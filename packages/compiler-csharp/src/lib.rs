//! C# stub compiler
//!
//! Translates the resolved member surface of an interface into the source
//! text of a concrete stub type: every method, property, indexer, and
//! event of the interface is implemented by forwarding to a
//! runtime-replaceable callback slot, so tests can script behavior member
//! by member without writing a class.
//!
//! The translation is deterministic and collision-safe — overloads are
//! disambiguated with sanitized parameter-type suffixes, and a signature
//! inherited through several interface paths is backed by a single shared
//! field with one forwarding body per declaring type. The runtime
//! semantics of the emitted `StubValue`/`StubEventHandlers` references are
//! defined by the `understudy-wrappers` crate.
//!
//! ## Example
//!
//! ```rust
//! use understudy_compiler_csharp::{compile_stub_type, CompileOptions};
//! use understudy_model::{InterfaceDescriptor, MemberDescriptor, ParameterDescriptor};
//!
//! let interface = InterfaceDescriptor::new("Acme.IWidget", "IWidget").with_members(vec![
//!     MemberDescriptor::method(
//!         "Resize",
//!         "Acme.IWidget",
//!         "void",
//!         vec![ParameterDescriptor::input("Int32", "width")],
//!     ),
//! ]);
//!
//! let source = compile_stub_type(&interface, CompileOptions::default()).unwrap();
//! assert!(source.contains("public class StubIWidget : Acme.IWidget"));
//! assert!(source.contains("public Action<Int32> Resize;"));
//! ```

pub mod compiler;
pub mod context;
pub mod naming;
pub mod registry;

pub use compiler::{compile_stub_type, compile_stub_type_from_json, CompileError};
pub use context::{CompileOptions, Context};
pub use naming::{identifier_fragment, sanitize_type_name};
pub use registry::{FieldBinding, SignatureRegistry};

-=-=-

__TASK ITEM__.
Each entry should be reproduced in the output exactly.

__PROBLEM SOLUTION__.
filename packages/compiler-csharp/src/lib.rs
//! C# stub compiler
//!
//! Translates the resolved member surface of an interface into the source
//! text of a concrete stub type: every method, property, indexer, and
//! event of the interface is implemented by forwarding to a
//! runtime-replaceable callback slot, so tests can script behavior member
//! by member without writing a class.
//!
//! The translation is deterministic and collision-safe — overloads are
//! disambiguated with sanitized parameter-type suffixes, and a signature
//! inherited through several interface paths is backed by a single shared
//! field with one forwarding body per declaring type. The runtime
//! semantics of the emitted `StubValue`/`StubEventHandlers` references are
//! defined by the `understudy-wrappers` crate.
//!
//! ## Example
//!
//! ```rust
//! use understudy_compiler_csharp::{compile_stub_type, CompileOptions};
//! use understudy_model::{InterfaceDescriptor, MemberDescriptor, ParameterDescriptor};
//!
//! let interface = InterfaceDescriptor::new("Acme.IWidget", "IWidget").with_members(vec![
//!     MemberDescriptor::method(
//!         "Resize",
//!         "Acme.IWidget",
//!         "void",
//!         vec![ParameterDescriptor::input("Int32", "width")],
//!     ),
//! ]);
//!
//! let source = compile_stub_type(&interface, CompileOptions::default()).unwrap();
//! assert!(source.contains("public class StubIWidget : Acme.IWidget"));
//! assert!(source.contains("public Action<Int32> Resize;"));
//! ```

pub mod compiler;
pub mod context;
pub mod naming;
pub mod registry;

pub use compiler::{compile_stub_type, compile_stub_type_from_json, CompileError};
pub use context::{CompileOptions, Context};
pub use naming::{identifier_fragment, sanitize_type_name};
pub use registry::{FieldBinding, SignatureRegistry};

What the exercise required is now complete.